Arts and Sciences Announces New Data Visualization Certificate Program

The Seton Hall College of Arts and Sciences’ departments of Psychology and Computer and Mathematical Sciences are teaming up to launch undergraduate and graduate Data Visualization and Analysis certification programs beginning in the Fall 2012 semester.

The program seeks to arm students with the skills and knowledge to communicate information clearly and effectively using graphic representations that will engage the viewer, according to the program’s director Manfred Minimair, Ph.D., associate professor for the Department of Computer and Mathematical Sciences.

“The students learn how to analyze and portray complex data in an attractive and vivid design format, Minimair said. “The students practice preparing real-world data for storing in databases, analyzing data with statistics and machine-learning tools, and using visualization in order to study data and present findings.”

Students will gain a variety of skills including using programs like Microsoft Excel and Microsoft Access to design databases and prepare data, use statistics, data mining and data visualizations to evaluate data and make inferences, and then use Excel and Tableau for data presentation and study.

Increasing demand for data visualization and data analysis in both the private and public sectors is behind Seton Hall and the College of Arts and Sciences decision to introduce a the program next fall.

“Organizations have a growing need for data analysis and visualization, but it is often very difficult to gain profound insights from this data such that decision makers reach adequate conclusions, Minimair said. “Employees trained by the programs will be able to communicate information clearly and effectively through graphic depictions that stimulate and encourage viewer engagement.”
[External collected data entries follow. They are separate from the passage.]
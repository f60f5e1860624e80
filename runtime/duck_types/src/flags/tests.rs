use super::*;

#[test]
fn overridable_requires_virtual_or_abstract() {
    assert!(MethodFlags::VIRTUAL.is_overridable());
    assert!(MethodFlags::ABSTRACT.is_overridable());
    assert!(!MethodFlags::empty().is_overridable());
    assert!(!MethodFlags::STATIC.is_overridable());
}

#[test]
fn final_blocks_override() {
    let sealed_override = MethodFlags::VIRTUAL | MethodFlags::FINAL;
    assert!(!sealed_override.is_overridable());
}

#[test]
fn default_scope_is_everything() {
    let scope = BindingScope::default();
    assert!(scope.contains(BindingScope::INSTANCE | BindingScope::STATIC));
    assert!(scope.contains(BindingScope::PUBLIC | BindingScope::NON_PUBLIC));
}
A variety of businesses, organizations and government agencies are seeking employees with the skills the Data Visualization and Analysis program will provide them with because it will enable decision makers in those organizations to support their key decisions with complex data portrayed in attractive, understandable and vivid formats.
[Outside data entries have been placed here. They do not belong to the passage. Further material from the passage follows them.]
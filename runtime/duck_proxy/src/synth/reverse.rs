//! Reverse proxies: the proxy derives from a base type and its overrides
//! call reverse-marked methods of an implementation instance.

use duck_types::{MethodId, TypeBuilder, TypeId, TypeRef, TypeStore};
use rustc_hash::FxHashSet;
use tracing::debug;

use super::{get_instance_method, override_method, Shape};
use crate::binding::{Binding, BindingSet, GenericBinding, OutputRefSlot};
use crate::collect::{override_candidates, reverse_members};
use crate::context::GenerationContext;
use crate::convert::{plan, Crossing};
use crate::descriptor::{ContractMemberDescriptor, ProxyMode, TargetMemberCandidate};
use crate::dispatch::{DispatchStrategy, WaiverRegistry};
use crate::error::DuckError;
use crate::resolve::{check_signature, resolve_member};

#[tracing::instrument(
    level = "debug",
    skip_all,
    fields(base = %store.full_name(base), implementation = %store.full_name(implementation))
)]
pub(super) fn bind(
    store: &TypeStore,
    waivers: &WaiverRegistry,
    base: &TypeRef,
    implementation: &TypeRef,
) -> Result<BindingSet, DuckError> {
    let candidates = override_candidates(store, base)?;
    let members = reverse_members(store, implementation)?;
    let mut must_implement: FxHashSet<MethodId> = candidates
        .iter()
        .filter(|c| c.is_abstract)
        .map(|c| c.method)
        .collect();

    // The implementation is called from code this context generates.
    if let Some(module) = store.module_of(implementation) {
        waivers.adopt(module);
    }

    let mut bindings = Vec::with_capacity(members.len());
    for member in members {
        let candidate = resolve_member(store, &member, &candidates, ProxyMode::Reverse, base)?;
        let generics = check_signature(store, &member, candidate, ProxyMode::Reverse)?;
        must_implement.remove(&candidate.method);
        debug!(member = %member.name, overrides = %candidate.display(store), "bound");
        bindings.push(binding(store, member, candidate.clone(), generics));
    }

    if !must_implement.is_empty() {
        let members = candidates
            .iter()
            .filter(|c| must_implement.contains(&c.method))
            .map(|c| c.name.clone())
            .collect();
        return Err(DuckError::ReverseMissingImplementation {
            base: store.full_name(base),
            members,
        });
    }

    Ok(BindingSet {
        mode: ProxyMode::Reverse,
        contract: base.clone(),
        target: implementation.clone(),
        bindings,
    })
}

fn binding(
    store: &TypeStore,
    member: ContractMemberDescriptor,
    candidate: TargetMemberCandidate,
    generics: GenericBinding,
) -> Binding {
    let args = member
        .params
        .iter()
        .zip(&candidate.params)
        .map(|(mine, theirs)| plan(store, &mine.ty, &theirs.ty, Crossing::OutOfTarget))
        .collect();
    let ret = plan(store, &member.ret, &candidate.ret, Crossing::IntoTarget);
    let out_slots = member
        .params
        .iter()
        .zip(&candidate.params)
        .enumerate()
        .filter(|(_, (mine, _))| mine.mode.writes_back())
        .map(|(index, (mine, theirs))| OutputRefSlot {
            index,
            mode: mine.mode,
            target_type: mine.ty.element().clone(),
            read_back: plan(store, &mine.ty, &theirs.ty, Crossing::IntoTarget),
        })
        .collect();

    Binding {
        overrides: candidate.method,
        calls: member.method,
        calls_static: false,
        args,
        trailing: Vec::new(),
        ret,
        out_slots,
        generics,
        dispatch: DispatchStrategy::Direct,
        member,
        candidate,
    }
}

pub(super) fn define(ctx: &GenerationContext, set: &BindingSet) -> TypeRef {
    let store = ctx.store();
    let name = ctx.proxy_name(&set.contract, &set.target, "Reverse");
    let mut builder = TypeBuilder::class(&name).module(ctx.module());
    builder = if store.is_interface(&set.contract) {
        builder.implements(set.contract.clone())
    } else {
        builder.base(set.contract.clone())
    };
    builder = builder
        .implements(TypeRef::of(TypeId::DUCK_TYPE))
        .method(get_instance_method());
    for binding in &set.bindings {
        let candidate = &binding.candidate;
        builder = builder.method(override_method(
            ctx,
            binding,
            Shape {
                name: &candidate.name,
                params: &candidate.params,
                generic_params: &candidate.generic_params,
                ret: &candidate.ret,
                visibility: candidate.visibility,
            },
        ));
    }
    let proxy = TypeRef::of(store.define(builder));
    debug!(proxy = %store.full_name(&proxy), overrides = set.bindings.len(), "reverse proxy defined");
    proxy
}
“Health and public administrators want to efficiently deliver health care to patients; therefore, they have to understand how the needs of the patients and the efficient delivery of health care drive cost,” Minimair said. “Doctors and health care professionals want to assess the effectiveness of treatments based on conflicting data from different studies. Marketing analysts study online social networks in order to provide the foundations for new marketing campaigns. Financial analysts want to understand the relationships among different stock prices and economic indicators. The government collects and analyzes data on terrorist threats.”
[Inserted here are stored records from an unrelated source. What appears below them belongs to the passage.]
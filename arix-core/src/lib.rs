//! # arix-core
//!
//! Core types for arity-based dispatch.
//!
//! This crate has minimal dependencies and is meant to be imported by code
//! that defines handlers without needing the full `arix-std` dispatcher.
//!
//! # Pieces
//!
//! - [`Value`] - the closed set of dynamically typed argument values
//! - [`ArityClass`] - the routing key derived from an argument count
//! - [`UnaryHandler`], [`BinaryHandler`], [`VariadicHandler`] - handler shapes
//! - [`Dispatcher`] / [`AsyncDispatcher`] - dispatch entry points
//! - [`IntoArgs`] - call-site argument packing
//! - [`coerce`] - numeric coercion helpers
//!
//! # Error Types
//!
//! - [`ArixError`] - Top-level error type
//! - [`DispatchError`] - Routing errors
//! - [`TypeMismatch`] - Coercion errors
//! - [`ObjectError`] - Object construction errors

#![deny(clippy::wildcard_imports)]
#![warn(missing_docs)]

mod args;
mod arity;
pub mod coerce;
mod dispatcher;
mod error;
mod handler;
mod value;

// Re-exports
pub use args::IntoArgs;
pub use arity::ArityClass;
pub use dispatcher::{AsyncDispatcher, Dispatcher};
pub use error::{ArixError, BoxError, DispatchError, ObjectError, TypeMismatch};
pub use handler::{BinaryHandler, UnaryHandler, VariadicHandler};
pub use value::{Value, ValueKind};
The skills learned in the certificate programs are in demand in many industries, according to Minimair, including marketing, finance, insurance, news and health care, as well as in many academic fields like business, criminal justice, economics, psychology, sociology, biology and applied mathematics.

Data Visualization and Analysis is an interdisciplinary field. As such, the certification program will draw from a variety of courses and build the variety of skills required for data analysis and visualization. The program also has an internship component to give students hands-on experience applying what they learn in the field.

Computing and statistics are needed for data analysis. Psychology and design are needed for data visualization,” Minimair said. “Further elective courses have been chosen to allow students to specialize in specific application areas such as business.”

Visual Analytics is a new and growing academic field, according to Minimair, and Seton Hall’s new program will position the University as an educational leader in the field. Rutgers University recently announced a new graduate core curriculum in Interdisciplinary Perceptual Science, computational techniques and human perception, which is targeted at Ph.D. students in affiliated departments. Columbia University is offering a graduate program in Quantitative Methods in the Social Sciences.

“While other educational institutions offer certain programs with visualization and data analysis components, certificates with this focus are unique in our area,” Minimair said. “The certificates are a great opportunity to assume leadership in this area and to differentiate ourselves from other programs.”